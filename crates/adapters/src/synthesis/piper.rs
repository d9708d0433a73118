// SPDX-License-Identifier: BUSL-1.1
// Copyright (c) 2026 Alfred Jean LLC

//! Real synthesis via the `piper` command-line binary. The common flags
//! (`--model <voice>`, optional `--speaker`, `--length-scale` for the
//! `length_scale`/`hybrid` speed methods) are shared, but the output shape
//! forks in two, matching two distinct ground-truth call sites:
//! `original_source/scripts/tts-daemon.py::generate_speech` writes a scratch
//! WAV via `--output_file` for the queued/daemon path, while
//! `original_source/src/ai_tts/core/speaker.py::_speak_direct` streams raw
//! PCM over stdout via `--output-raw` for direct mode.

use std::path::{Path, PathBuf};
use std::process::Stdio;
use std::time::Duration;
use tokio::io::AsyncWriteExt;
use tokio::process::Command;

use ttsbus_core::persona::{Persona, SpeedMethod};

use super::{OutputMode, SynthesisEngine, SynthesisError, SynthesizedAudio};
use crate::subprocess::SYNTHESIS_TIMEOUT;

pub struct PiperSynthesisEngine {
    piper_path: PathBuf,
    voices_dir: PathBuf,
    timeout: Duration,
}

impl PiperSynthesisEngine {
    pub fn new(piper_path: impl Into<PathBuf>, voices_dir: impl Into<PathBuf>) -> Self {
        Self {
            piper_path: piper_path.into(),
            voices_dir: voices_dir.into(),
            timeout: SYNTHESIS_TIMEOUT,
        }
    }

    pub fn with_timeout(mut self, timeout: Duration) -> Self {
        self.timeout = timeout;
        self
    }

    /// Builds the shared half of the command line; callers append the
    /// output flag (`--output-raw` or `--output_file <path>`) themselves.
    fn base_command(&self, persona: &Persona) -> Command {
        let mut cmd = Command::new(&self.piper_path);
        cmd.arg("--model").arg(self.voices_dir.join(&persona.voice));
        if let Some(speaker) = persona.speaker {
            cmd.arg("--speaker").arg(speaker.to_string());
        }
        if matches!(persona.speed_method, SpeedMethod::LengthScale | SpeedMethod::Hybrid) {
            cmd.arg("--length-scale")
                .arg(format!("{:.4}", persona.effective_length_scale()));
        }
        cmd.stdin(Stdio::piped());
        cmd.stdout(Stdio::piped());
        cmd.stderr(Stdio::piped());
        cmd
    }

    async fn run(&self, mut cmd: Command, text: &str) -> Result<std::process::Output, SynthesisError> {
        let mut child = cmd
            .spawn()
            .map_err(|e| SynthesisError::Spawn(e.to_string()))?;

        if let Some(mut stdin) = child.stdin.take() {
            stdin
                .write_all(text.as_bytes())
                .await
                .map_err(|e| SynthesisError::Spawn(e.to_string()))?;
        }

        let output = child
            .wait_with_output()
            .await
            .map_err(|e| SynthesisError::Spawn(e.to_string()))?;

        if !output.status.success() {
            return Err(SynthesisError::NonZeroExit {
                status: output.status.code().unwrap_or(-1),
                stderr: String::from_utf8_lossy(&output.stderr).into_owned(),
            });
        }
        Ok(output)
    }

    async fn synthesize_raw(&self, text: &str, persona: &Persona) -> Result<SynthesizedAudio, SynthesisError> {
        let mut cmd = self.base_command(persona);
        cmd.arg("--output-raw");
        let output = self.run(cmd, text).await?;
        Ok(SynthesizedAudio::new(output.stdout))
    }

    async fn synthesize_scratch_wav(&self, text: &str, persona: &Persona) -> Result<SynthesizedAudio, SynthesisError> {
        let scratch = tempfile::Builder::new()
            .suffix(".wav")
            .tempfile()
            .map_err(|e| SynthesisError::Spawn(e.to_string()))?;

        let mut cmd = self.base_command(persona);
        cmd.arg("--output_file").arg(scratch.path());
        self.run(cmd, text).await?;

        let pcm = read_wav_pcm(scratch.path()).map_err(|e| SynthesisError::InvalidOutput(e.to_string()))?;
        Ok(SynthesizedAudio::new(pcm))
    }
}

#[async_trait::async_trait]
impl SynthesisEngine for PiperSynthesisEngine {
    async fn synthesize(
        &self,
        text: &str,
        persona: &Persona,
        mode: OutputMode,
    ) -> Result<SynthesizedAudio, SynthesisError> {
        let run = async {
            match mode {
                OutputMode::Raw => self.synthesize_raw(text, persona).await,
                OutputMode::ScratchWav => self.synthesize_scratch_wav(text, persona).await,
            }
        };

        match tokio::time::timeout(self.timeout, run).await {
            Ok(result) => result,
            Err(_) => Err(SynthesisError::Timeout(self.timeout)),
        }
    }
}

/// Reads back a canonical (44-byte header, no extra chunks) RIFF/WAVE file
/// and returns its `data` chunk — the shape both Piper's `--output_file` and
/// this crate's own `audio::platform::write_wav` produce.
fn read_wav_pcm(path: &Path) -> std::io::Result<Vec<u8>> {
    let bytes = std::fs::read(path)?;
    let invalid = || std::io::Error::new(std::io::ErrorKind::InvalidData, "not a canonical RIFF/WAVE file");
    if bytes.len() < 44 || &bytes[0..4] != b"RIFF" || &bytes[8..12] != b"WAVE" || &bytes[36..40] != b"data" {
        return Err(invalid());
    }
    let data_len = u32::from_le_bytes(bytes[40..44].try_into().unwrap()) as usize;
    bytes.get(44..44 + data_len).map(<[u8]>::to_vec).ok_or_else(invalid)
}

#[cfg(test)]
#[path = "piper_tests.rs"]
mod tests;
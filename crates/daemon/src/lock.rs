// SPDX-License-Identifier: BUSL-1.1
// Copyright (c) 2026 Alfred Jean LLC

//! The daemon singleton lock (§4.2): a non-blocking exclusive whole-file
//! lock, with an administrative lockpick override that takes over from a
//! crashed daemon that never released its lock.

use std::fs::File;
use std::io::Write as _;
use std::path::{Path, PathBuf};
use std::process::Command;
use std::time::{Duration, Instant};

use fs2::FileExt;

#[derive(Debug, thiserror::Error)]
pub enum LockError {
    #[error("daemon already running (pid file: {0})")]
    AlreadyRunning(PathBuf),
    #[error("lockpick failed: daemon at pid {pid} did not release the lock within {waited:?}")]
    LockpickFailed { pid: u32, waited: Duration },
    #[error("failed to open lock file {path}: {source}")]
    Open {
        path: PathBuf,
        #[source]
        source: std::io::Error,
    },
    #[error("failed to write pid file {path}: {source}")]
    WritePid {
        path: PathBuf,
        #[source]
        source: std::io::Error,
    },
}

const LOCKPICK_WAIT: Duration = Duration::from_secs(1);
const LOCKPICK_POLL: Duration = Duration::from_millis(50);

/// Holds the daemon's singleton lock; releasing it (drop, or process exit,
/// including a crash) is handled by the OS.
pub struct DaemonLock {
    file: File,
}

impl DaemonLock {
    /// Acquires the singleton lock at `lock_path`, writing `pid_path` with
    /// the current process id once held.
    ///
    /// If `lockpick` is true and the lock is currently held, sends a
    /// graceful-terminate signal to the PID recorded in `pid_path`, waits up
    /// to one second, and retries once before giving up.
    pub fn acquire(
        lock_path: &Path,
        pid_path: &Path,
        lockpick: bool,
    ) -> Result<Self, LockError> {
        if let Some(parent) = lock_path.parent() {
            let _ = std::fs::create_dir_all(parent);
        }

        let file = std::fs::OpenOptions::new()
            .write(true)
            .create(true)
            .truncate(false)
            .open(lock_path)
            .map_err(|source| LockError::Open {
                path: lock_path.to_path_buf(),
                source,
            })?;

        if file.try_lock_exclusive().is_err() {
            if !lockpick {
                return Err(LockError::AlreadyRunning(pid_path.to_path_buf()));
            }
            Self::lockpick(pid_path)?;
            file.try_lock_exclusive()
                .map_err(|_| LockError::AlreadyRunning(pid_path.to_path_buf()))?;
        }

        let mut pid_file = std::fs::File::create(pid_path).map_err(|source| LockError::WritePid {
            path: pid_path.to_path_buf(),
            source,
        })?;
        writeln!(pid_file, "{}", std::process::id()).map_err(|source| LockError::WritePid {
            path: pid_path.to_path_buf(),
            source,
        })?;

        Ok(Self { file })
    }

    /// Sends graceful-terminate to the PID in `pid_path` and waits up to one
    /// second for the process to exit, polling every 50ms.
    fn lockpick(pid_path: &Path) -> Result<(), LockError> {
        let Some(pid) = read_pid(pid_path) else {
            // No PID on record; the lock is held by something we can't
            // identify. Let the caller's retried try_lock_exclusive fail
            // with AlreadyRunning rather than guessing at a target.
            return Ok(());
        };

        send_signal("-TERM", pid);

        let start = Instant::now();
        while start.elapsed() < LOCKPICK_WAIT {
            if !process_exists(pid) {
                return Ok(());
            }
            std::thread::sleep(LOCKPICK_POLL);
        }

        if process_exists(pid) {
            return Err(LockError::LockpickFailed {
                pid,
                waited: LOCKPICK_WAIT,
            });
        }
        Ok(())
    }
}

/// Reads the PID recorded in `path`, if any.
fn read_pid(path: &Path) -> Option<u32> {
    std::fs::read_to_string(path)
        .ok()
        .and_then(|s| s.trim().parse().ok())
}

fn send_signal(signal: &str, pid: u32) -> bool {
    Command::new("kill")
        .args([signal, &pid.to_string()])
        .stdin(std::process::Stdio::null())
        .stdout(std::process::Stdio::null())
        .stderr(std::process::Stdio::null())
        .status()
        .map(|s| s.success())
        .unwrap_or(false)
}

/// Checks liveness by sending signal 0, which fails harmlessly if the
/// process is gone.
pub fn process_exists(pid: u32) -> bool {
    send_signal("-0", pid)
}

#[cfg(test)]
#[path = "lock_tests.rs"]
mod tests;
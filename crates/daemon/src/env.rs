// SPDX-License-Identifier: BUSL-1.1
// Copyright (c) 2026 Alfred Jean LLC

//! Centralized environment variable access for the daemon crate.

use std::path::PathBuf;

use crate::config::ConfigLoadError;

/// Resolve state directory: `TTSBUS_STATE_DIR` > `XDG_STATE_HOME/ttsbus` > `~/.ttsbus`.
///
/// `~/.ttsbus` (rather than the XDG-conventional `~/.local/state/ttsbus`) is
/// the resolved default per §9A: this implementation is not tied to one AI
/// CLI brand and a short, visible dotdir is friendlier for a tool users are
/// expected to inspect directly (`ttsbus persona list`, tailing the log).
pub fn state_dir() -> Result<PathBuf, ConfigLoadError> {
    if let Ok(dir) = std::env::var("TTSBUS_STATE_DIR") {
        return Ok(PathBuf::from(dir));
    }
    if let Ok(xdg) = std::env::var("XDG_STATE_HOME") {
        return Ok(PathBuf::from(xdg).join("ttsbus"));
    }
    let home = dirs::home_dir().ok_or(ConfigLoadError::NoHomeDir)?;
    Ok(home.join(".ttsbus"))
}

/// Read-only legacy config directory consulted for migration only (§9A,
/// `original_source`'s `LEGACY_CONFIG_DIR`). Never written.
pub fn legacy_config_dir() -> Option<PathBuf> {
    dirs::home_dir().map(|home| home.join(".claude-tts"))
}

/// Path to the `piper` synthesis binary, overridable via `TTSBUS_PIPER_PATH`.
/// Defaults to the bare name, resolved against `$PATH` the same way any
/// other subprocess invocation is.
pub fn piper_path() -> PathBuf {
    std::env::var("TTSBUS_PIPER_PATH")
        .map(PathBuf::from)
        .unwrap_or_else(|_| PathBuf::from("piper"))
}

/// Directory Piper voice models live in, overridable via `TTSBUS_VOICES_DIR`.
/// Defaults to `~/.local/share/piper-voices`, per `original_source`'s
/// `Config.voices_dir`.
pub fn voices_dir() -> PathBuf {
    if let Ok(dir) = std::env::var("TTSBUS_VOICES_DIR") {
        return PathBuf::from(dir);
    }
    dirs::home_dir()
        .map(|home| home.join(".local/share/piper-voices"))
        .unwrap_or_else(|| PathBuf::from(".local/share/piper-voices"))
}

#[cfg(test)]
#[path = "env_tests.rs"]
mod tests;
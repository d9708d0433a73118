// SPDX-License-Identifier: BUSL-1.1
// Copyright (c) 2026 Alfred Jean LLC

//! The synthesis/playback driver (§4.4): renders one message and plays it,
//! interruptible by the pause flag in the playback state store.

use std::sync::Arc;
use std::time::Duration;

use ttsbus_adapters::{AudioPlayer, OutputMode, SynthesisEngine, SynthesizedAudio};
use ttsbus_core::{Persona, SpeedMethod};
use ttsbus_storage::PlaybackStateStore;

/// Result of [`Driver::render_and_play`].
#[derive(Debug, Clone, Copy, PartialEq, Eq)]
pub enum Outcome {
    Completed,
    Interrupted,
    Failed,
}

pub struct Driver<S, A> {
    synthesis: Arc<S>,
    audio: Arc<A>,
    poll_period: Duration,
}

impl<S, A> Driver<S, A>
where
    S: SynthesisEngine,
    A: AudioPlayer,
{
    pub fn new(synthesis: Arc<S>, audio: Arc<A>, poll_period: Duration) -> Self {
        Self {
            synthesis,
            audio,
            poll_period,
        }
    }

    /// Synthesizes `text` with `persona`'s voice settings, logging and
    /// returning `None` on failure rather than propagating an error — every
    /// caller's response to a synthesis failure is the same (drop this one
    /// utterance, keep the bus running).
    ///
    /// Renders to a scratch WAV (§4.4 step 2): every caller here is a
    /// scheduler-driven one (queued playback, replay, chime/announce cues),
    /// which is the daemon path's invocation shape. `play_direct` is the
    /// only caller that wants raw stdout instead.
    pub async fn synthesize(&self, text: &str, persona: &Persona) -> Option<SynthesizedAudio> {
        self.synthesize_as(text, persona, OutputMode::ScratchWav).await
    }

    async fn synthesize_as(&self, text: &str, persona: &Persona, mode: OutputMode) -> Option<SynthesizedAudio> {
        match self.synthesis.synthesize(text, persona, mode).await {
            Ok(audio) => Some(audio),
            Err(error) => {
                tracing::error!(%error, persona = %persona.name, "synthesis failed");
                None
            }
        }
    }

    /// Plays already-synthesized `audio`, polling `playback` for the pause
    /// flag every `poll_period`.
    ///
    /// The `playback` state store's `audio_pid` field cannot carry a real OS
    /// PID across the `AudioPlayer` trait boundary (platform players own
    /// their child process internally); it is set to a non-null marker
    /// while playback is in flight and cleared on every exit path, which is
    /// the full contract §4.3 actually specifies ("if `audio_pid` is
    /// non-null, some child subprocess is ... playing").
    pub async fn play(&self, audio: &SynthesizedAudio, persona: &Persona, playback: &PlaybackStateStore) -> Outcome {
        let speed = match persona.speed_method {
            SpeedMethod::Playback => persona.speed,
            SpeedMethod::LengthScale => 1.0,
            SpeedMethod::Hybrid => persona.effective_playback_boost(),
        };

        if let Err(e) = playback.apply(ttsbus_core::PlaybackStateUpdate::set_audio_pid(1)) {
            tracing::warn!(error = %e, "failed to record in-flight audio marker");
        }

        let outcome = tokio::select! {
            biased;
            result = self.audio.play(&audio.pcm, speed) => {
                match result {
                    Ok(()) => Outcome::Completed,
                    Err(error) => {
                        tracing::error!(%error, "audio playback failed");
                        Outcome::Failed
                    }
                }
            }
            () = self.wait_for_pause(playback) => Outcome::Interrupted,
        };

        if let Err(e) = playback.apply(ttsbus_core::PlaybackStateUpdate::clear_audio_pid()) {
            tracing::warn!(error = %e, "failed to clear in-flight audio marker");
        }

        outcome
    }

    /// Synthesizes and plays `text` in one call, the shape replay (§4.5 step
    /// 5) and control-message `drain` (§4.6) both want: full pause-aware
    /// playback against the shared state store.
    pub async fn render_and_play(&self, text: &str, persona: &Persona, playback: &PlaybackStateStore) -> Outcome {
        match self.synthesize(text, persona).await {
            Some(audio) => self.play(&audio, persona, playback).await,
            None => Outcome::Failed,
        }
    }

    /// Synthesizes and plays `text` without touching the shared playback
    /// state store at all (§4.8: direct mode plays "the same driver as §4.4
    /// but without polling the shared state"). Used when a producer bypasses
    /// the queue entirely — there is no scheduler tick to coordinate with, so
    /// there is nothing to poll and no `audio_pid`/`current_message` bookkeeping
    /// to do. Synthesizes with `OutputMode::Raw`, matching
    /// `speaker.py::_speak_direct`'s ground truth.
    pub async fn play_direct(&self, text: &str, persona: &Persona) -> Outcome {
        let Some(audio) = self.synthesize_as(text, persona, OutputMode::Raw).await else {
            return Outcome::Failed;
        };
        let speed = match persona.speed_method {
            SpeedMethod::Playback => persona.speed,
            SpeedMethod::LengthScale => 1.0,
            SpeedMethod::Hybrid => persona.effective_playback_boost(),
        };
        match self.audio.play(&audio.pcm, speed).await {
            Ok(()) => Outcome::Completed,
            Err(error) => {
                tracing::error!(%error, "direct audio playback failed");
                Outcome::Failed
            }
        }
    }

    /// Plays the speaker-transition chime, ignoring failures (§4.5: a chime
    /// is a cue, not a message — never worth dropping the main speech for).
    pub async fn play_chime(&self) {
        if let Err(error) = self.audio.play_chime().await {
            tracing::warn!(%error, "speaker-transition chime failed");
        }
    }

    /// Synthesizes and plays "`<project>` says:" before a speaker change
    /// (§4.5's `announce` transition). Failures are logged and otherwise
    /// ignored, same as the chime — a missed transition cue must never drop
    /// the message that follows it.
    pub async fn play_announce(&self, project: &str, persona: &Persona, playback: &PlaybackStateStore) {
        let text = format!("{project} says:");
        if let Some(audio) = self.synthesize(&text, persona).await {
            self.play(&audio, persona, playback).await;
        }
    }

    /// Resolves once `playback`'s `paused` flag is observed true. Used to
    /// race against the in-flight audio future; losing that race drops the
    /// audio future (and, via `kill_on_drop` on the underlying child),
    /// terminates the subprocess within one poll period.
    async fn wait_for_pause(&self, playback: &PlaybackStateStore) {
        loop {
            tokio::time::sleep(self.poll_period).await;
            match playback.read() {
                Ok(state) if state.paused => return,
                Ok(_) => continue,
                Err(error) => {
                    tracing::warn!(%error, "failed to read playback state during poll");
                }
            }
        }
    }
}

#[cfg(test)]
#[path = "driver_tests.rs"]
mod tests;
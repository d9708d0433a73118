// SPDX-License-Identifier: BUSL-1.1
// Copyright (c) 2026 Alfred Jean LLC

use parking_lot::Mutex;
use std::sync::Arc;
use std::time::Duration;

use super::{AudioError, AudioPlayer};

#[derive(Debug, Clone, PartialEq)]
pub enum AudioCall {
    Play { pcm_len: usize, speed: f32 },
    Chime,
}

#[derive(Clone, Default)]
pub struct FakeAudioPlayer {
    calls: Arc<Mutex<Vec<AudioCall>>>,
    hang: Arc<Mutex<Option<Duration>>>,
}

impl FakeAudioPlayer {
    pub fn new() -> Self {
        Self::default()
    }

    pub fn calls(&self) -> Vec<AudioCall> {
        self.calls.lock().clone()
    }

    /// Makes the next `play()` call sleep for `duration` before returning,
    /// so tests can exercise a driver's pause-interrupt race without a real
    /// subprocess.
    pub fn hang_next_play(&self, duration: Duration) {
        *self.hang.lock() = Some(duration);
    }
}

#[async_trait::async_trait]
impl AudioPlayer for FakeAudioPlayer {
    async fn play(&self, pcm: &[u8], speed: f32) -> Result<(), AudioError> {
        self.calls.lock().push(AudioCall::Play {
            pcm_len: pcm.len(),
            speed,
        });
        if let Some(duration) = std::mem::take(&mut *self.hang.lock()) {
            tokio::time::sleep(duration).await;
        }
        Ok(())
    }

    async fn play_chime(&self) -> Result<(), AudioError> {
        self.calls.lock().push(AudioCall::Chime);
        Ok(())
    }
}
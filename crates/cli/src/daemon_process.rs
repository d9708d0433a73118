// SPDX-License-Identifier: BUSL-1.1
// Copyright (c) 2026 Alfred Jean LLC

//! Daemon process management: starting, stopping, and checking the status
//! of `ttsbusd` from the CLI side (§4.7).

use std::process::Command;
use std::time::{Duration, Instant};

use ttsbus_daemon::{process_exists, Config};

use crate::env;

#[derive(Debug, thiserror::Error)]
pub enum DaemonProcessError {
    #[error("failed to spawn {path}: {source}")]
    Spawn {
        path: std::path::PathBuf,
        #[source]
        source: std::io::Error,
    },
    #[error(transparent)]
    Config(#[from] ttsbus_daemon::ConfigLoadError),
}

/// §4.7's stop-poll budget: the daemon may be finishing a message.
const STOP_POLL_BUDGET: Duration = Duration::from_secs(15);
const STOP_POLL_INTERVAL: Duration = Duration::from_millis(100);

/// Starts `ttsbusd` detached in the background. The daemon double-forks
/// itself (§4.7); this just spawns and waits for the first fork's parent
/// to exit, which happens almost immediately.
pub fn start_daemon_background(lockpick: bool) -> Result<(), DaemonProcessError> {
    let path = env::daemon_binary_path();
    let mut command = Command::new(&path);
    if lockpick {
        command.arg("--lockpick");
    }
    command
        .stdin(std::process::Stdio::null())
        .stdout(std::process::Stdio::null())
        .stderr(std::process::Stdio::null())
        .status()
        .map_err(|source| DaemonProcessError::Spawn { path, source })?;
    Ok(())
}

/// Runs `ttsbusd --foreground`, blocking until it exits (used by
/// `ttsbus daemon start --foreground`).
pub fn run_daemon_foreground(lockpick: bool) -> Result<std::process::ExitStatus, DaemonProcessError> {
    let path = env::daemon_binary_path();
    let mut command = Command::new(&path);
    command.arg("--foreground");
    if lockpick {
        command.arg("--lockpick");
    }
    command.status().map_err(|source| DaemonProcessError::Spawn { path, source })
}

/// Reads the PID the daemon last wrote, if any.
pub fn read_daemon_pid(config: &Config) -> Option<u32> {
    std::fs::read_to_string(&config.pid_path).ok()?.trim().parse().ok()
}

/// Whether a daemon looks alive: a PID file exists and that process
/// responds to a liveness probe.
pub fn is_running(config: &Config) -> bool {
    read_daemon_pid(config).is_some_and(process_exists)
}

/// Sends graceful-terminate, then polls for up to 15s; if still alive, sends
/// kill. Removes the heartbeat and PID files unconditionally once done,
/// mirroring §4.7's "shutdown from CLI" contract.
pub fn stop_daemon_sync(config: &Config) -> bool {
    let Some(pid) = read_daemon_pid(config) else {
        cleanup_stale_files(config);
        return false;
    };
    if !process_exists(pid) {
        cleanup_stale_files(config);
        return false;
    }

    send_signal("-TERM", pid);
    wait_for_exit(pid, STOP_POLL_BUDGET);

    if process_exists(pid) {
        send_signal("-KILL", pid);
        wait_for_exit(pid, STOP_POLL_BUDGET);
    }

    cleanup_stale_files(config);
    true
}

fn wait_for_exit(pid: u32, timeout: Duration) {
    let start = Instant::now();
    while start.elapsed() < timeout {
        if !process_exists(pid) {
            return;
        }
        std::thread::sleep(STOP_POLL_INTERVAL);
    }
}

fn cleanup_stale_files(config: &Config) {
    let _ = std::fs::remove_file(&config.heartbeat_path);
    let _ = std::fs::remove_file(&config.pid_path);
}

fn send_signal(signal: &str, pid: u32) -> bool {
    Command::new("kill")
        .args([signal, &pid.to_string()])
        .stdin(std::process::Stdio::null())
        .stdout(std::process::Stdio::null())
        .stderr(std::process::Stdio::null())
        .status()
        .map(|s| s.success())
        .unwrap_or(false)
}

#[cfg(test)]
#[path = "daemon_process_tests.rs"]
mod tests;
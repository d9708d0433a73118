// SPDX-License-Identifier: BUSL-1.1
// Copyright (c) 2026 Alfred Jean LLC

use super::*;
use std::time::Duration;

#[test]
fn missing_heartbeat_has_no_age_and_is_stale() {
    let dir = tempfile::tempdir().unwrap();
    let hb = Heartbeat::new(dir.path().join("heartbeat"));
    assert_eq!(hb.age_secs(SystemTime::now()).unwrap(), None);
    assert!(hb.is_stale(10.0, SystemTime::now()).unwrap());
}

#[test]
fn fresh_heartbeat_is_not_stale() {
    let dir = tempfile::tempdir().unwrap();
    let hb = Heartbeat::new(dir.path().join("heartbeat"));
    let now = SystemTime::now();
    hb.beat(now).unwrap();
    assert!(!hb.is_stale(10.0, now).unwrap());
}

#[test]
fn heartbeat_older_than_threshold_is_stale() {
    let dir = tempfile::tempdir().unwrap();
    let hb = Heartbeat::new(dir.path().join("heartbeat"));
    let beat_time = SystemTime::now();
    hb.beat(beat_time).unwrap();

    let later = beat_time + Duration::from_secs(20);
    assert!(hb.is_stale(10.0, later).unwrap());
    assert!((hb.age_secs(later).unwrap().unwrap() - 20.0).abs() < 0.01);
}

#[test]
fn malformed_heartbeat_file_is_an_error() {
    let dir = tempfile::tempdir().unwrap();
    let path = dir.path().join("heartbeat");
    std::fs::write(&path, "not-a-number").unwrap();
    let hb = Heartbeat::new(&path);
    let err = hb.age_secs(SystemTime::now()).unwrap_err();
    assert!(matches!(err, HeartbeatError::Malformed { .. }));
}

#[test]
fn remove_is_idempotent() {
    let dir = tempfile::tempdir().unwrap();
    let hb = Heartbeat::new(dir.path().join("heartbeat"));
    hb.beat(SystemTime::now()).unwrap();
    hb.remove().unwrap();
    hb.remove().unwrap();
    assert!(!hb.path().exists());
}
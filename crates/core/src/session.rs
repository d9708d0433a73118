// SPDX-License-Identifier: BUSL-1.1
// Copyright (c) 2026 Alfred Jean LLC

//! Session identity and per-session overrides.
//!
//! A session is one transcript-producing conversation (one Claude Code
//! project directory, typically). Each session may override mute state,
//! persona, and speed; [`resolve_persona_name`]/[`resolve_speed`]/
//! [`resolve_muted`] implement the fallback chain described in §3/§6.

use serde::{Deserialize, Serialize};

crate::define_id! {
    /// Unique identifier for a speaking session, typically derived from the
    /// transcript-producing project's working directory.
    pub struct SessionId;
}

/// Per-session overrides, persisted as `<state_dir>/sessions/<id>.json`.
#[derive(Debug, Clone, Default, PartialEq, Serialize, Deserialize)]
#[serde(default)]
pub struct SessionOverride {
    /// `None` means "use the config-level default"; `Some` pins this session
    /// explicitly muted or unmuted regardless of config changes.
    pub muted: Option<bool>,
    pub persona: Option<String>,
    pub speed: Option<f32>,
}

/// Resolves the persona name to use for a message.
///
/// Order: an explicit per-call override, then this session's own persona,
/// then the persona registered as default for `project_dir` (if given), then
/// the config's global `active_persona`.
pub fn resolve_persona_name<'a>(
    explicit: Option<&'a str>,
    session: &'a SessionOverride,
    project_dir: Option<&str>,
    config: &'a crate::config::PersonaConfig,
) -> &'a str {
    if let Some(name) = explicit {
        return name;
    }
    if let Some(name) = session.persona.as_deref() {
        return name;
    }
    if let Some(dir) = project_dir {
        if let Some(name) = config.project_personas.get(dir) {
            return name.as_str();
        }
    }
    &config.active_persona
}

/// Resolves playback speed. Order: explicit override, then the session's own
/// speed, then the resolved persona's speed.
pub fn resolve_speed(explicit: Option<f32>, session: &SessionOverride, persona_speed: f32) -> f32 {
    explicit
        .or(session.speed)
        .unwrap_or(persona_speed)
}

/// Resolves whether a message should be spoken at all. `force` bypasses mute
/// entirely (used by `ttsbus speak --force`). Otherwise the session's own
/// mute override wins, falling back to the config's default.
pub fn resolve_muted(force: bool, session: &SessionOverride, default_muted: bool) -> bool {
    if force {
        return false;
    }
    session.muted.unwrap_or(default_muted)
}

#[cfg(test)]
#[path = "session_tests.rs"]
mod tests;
——
▶ Work request: Everything from the first line of the records above to the line containing "queued/daemon path, while", inclusive, should be repeated exactly; leave out the rest.

▶ Written answer:
filename crates/adapters/src/synthesis/piper.rs
repository d9708d0433a73118
// SPDX-License-Identifier: BUSL-1.1
// Copyright (c) 2026 Alfred Jean LLC

//! Real synthesis via the `piper` command-line binary. The common flags
//! (`--model <voice>`, optional `--speaker`, `--length-scale` for the
//! `length_scale`/`hybrid` speed methods) are shared, but the output shape
//! forks in two, matching two distinct ground-truth call sites:
//! `original_source/scripts/tts-daemon.py::generate_speech` writes a scratch
//! WAV via `--output_file` for the queued/daemon path, while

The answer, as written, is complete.